International Weekly Miscellany - Volume 1, No. 7, August 12, 1850 eBook

This eBook from the Gutenberg Project consists of approximately 116 pages of information about International Weekly Miscellany.

International Weekly Miscellany - Volume 1, No. 7, August 12, 1850 eBook

This eBook from the Gutenberg Project consists of approximately 116 pages of information about International Weekly Miscellany.

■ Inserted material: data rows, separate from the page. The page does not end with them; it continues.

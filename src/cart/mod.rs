//! Cart
//!
//! The in-memory half of the cart store: an owned list of [`CartLine`]s for
//! the current session, an optionally applied promo code, and totals derived
//! on demand. Persistence lives in [`store`].

use rusty_money::iso::Currency;
use thiserror::Error;

use crate::{
    lines::{CartLine, EntryId},
    pricing::{Pricing, Totals, TotalsError, totals},
    promos::{AppliedPromo, PromoBook, PromoError},
};

pub mod snapshot;
pub mod store;

/// Errors related to cart construction or mutation.
#[derive(Debug, Error)]
pub enum CartError {
    /// A line's currency differs from the cart currency (entry id, line currency, cart currency).
    #[error("line {0} has currency {1}, but cart has currency {2}")]
    CurrencyMismatch(EntryId, &'static str, &'static str),
}

/// Outcome of a cart mutation.
///
/// Business conditions that reject a mutation (quantity below 1, unknown
/// entry id) are reported as [`CartMutation::NoOp`], never as errors; the
/// caller decides what feedback to render.
#[derive(Debug, Clone, Copy, PartialEq, Eq)]
#[must_use]
pub enum CartMutation {
    /// The cart state changed.
    Changed,

    /// The operation left the cart untouched.
    NoOp,
}

impl CartMutation {
    /// Check whether the mutation changed the cart.
    #[must_use]
    pub fn changed(self) -> bool {
        matches!(self, CartMutation::Changed)
    }
}

/// Cart
#[derive(Debug)]
pub struct Cart {
    lines: Vec<CartLine>,
    promo: Option<AppliedPromo>,
    currency: &'static Currency,
}

impl Cart {
    /// Create an empty cart in the given currency.
    #[must_use]
    pub fn new(currency: &'static Currency) -> Self {
        Cart {
            lines: Vec::new(),
            promo: None,
            currency,
        }
    }

    /// Create a cart with the given lines.
    ///
    /// Lines sharing an entry id are merged by summing quantities, same as
    /// [`Cart::add_line`].
    ///
    /// # Errors
    ///
    /// Returns a `CartError` if a line's currency differs from the cart
    /// currency.
    pub fn with_lines(
        lines: impl IntoIterator<Item = CartLine>,
        currency: &'static Currency,
    ) -> Result<Self, CartError> {
        let mut cart = Cart::new(currency);

        for line in lines {
            let _ = cart.add_line(line)?;
        }

        Ok(cart)
    }

    /// Add a line to the cart.
    ///
    /// If a line with the same entry id already exists, the quantities are
    /// merged rather than a duplicate entry appended.
    ///
    /// # Errors
    ///
    /// Returns a `CartError` if the line's currency differs from the cart
    /// currency.
    pub fn add_line(&mut self, line: CartLine) -> Result<CartMutation, CartError> {
        let line_currency = line.unit_price().currency();

        if line_currency != self.currency {
            return Err(CartError::CurrencyMismatch(
                line.entry_id().clone(),
                line_currency.iso_alpha_code,
                self.currency.iso_alpha_code,
            ));
        }

        if let Some(existing) = self
            .lines
            .iter_mut()
            .find(|existing| existing.entry_id() == line.entry_id())
        {
            existing.merge_quantity(line.quantity());
        } else {
            self.lines.push(line);
        }

        Ok(CartMutation::Changed)
    }

    /// Replace the quantity of the matching line.
    ///
    /// A quantity below 1 or an unknown entry id leaves the cart untouched
    /// and reports [`CartMutation::NoOp`].
    pub fn update_quantity(&mut self, entry_id: &EntryId, quantity: u32) -> CartMutation {
        let Some(line) = self
            .lines
            .iter_mut()
            .find(|line| line.entry_id() == entry_id)
        else {
            return CartMutation::NoOp;
        };

        if line.set_quantity(quantity) {
            CartMutation::Changed
        } else {
            CartMutation::NoOp
        }
    }

    /// Remove the matching line. Removing an absent entry id is a no-op, so
    /// removal is idempotent.
    pub fn remove_line(&mut self, entry_id: &EntryId) -> CartMutation {
        let before = self.lines.len();

        self.lines.retain(|line| line.entry_id() != entry_id);

        if self.lines.len() == before {
            CartMutation::NoOp
        } else {
            CartMutation::Changed
        }
    }

    /// Remove every line and any applied promo.
    pub fn clear(&mut self) -> CartMutation {
        if self.lines.is_empty() && self.promo.is_none() {
            return CartMutation::NoOp;
        }

        self.lines.clear();
        self.promo = None;

        CartMutation::Changed
    }

    /// Apply a promo code from the given book.
    ///
    /// On success the promo replaces any previously applied one and the
    /// percent off is returned. On failure the previously applied promo is
    /// left untouched.
    ///
    /// # Errors
    ///
    /// Returns [`PromoError::UnknownCode`] if the code is not in the book.
    pub fn apply_promo(&mut self, code: &str, book: &PromoBook) -> Result<u8, PromoError> {
        let percent = book.percent_off(code)?;

        self.promo = Some(AppliedPromo {
            code: code.to_string(),
            percent,
        });

        Ok(percent)
    }

    /// The currently applied promo, if any.
    #[must_use]
    pub fn promo(&self) -> Option<&AppliedPromo> {
        self.promo.as_ref()
    }

    /// Derive totals from the current lines and applied promo.
    ///
    /// # Errors
    ///
    /// Returns a [`TotalsError`] if an amount overflows minor units or a
    /// percent application is not representable.
    pub fn totals(&self, pricing: &Pricing) -> Result<Totals, TotalsError> {
        let percent = self.promo.as_ref().map_or(0, |promo| promo.percent);

        totals(&self.lines, percent, pricing, self.currency)
    }

    /// Iterate over the lines in the cart.
    pub fn iter(&self) -> impl Iterator<Item = &CartLine> {
        self.lines.iter()
    }

    /// Get the number of lines in the cart.
    #[must_use]
    pub fn len(&self) -> usize {
        self.lines.len()
    }

    /// Check if the cart is empty.
    #[must_use]
    pub fn is_empty(&self) -> bool {
        self.lines.is_empty()
    }

    /// Get the currency of the cart.
    #[must_use]
    pub fn currency(&self) -> &'static Currency {
        self.currency
    }
}

#[cfg(test)]
mod tests {
    use rusty_money::{
        Money,
        iso::{KES, USD},
    };
    use testresult::TestResult;

    use super::*;

    fn line(entry_id: &str, price_minor: i64, quantity: u32) -> CartLine {
        CartLine::new(
            entry_id,
            format!("prod-{entry_id}"),
            entry_id.to_string(),
            Money::from_minor(price_minor, KES),
            quantity,
        )
    }

    #[test]
    fn add_line_appends_new_entry() -> TestResult {
        let mut cart = Cart::new(KES);

        let mutation = cart.add_line(line("a", 1000, 1))?;

        assert!(mutation.changed());
        assert_eq!(cart.len(), 1);

        Ok(())
    }

    #[test]
    fn add_line_merges_duplicate_entry_ids() -> TestResult {
        let mut cart = Cart::new(KES);

        let _ = cart.add_line(line("a", 1000, 2))?;
        let _ = cart.add_line(line("a", 1000, 3))?;

        assert_eq!(cart.len(), 1);
        let merged = cart.iter().next().map(CartLine::quantity);
        assert_eq!(merged, Some(5));

        Ok(())
    }

    #[test]
    fn add_line_currency_mismatch_errors() {
        let mut cart = Cart::new(KES);

        let foreign = CartLine::new("usd-line", "prod", "Import", Money::from_minor(100, USD), 1);

        let result = cart.add_line(foreign);

        match result {
            Err(CartError::CurrencyMismatch(entry_id, line_currency, cart_currency)) => {
                assert_eq!(entry_id, EntryId::from("usd-line"));
                assert_eq!(line_currency, USD.iso_alpha_code);
                assert_eq!(cart_currency, KES.iso_alpha_code);
            }
            other => panic!("expected CurrencyMismatch error, got {other:?}"),
        }
    }

    #[test]
    fn update_quantity_replaces_value() -> TestResult {
        let mut cart = Cart::with_lines([line("a", 1000, 1)], KES)?;

        let mutation = cart.update_quantity(&EntryId::from("a"), 4);

        assert!(mutation.changed());
        assert_eq!(cart.iter().next().map(CartLine::quantity), Some(4));

        Ok(())
    }

    #[test]
    fn update_quantity_below_one_is_a_no_op() -> TestResult {
        let mut cart = Cart::with_lines([line("a", 1000, 3)], KES)?;

        let mutation = cart.update_quantity(&EntryId::from("a"), 0);

        assert_eq!(mutation, CartMutation::NoOp);
        assert_eq!(cart.iter().next().map(CartLine::quantity), Some(3));

        Ok(())
    }

    #[test]
    fn update_quantity_unknown_entry_is_a_no_op() -> TestResult {
        let mut cart = Cart::with_lines([line("a", 1000, 1)], KES)?;

        let mutation = cart.update_quantity(&EntryId::from("missing"), 2);

        assert_eq!(mutation, CartMutation::NoOp);

        Ok(())
    }

    #[test]
    fn remove_line_is_idempotent() -> TestResult {
        let mut cart = Cart::with_lines([line("a", 1000, 1), line("b", 2000, 1)], KES)?;
        let id = EntryId::from("a");

        assert_eq!(cart.remove_line(&id), CartMutation::Changed);
        assert_eq!(cart.remove_line(&id), CartMutation::NoOp);
        assert_eq!(cart.len(), 1);

        Ok(())
    }

    #[test]
    fn clear_empties_lines_and_promo() -> TestResult {
        let mut cart = Cart::with_lines([line("a", 1000, 1)], KES)?;
        let _ = cart.apply_promo("SAVE10", &PromoBook::boutique())?;

        assert_eq!(cart.clear(), CartMutation::Changed);
        assert!(cart.is_empty());
        assert!(cart.promo().is_none());
        assert_eq!(cart.clear(), CartMutation::NoOp);

        Ok(())
    }

    #[test]
    fn apply_promo_sets_discount() -> TestResult {
        let mut cart = Cart::new(KES);

        let percent = cart.apply_promo("SAVE10", &PromoBook::boutique())?;

        assert_eq!(percent, 10);
        assert_eq!(cart.promo().map(|promo| promo.percent), Some(10));

        Ok(())
    }

    #[test]
    fn unknown_promo_leaves_applied_promo_untouched() -> TestResult {
        let mut cart = Cart::new(KES);
        let book = PromoBook::boutique();

        let _ = cart.apply_promo("WELCOME15", &book)?;
        let result = cart.apply_promo("BOGUS", &book);

        assert!(matches!(result, Err(PromoError::UnknownCode(_))));
        assert_eq!(cart.promo().map(|promo| promo.percent), Some(15));

        Ok(())
    }

    #[test]
    fn totals_reflect_applied_promo() -> TestResult {
        let mut cart = Cart::with_lines([line("a", 18500, 1)], KES)?;
        let _ = cart.apply_promo("WELCOME15", &PromoBook::boutique())?;

        let derived = cart.totals(&Pricing::boutique())?;

        assert_eq!(derived.discount, Money::from_minor(2775, KES));
        assert_eq!(derived.total, Money::from_minor(18241, KES));

        Ok(())
    }

    #[test]
    fn totals_are_pure_across_repeated_calls() -> TestResult {
        let mut cart = Cart::with_lines([line("a", 4200, 2), line("b", 900, 1)], KES)?;
        let _ = cart.apply_promo("STYLE20", &PromoBook::boutique())?;
        let pricing = Pricing::boutique();

        let first = cart.totals(&pricing)?;
        let second = cart.totals(&pricing)?;

        assert_eq!(first, second);

        Ok(())
    }
}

The main features of his official life still remain to be noticed.  With the exception of Lord Palmerston, no statesman of modern times has spent so many years in the civil service of the crown.  If no account be taken of the short time he was engaged upon the bullion committee in effecting the change in the currency, and in opposing for a few months the ministries of Mr. Canning and Lord Goderich, it may be stated that from 1810 to 1830 he formed part of the government, and presided over it as a first minister in 1834-5, as well as from 1841 to 1846 inclusive.  During the time that he held the office of home secretary under Lord Liverpool he effected many important changes in the administration of domestic affairs, and many legislative improvements of a practical and comprehensive character.  But his fame as member of parliament was principally sustained at this period of his life by the extensive and admirable alterations which he effected in the criminal law.  Romilly and Mackintosh had preceded him in the great work of reforming and humanizing the code of England.  For his hand, however, was reserved the introduction of ameliorations which they had long toiled and struggled for in vain.  The ministry through whose influence he was enabled to carry these reforms lost its chief in Lord Liverpool during the early part of the year 1827.  When Mr. Canning undertook to form a government, Mr. Peel, the late Lord Eldon, the Duke of Wellington, and other eminent tories of that day, threw up office, and are said to have persecuted Mr. Canning with a degree of rancor far outstripping the legitimate bounds of political hostility.  Lord George Bentinck said “they hounded to the death my illustrious relative”; and the ardor of his subsequent opposition to Sir Robert Peel evidently derived its intensity from a long cherished sense of the injuries supposed to have been inflicted upon Mr. Canning.  It is the opinion of men not ill informed respecting the sentiments of Canning, that he considered Peel as his true political successor—­as a statesman competent to the task of working out that large and liberal policy which he fondly hoped the tories might, however tardily, be induced to sanction.  At all events, he is believed not to have entertained toward Mr. Peel any personal hostility, and to have stated during his short-lived tenure of office that that gentleman was the only member of his party who had not treated him with ingratitude and unkindness.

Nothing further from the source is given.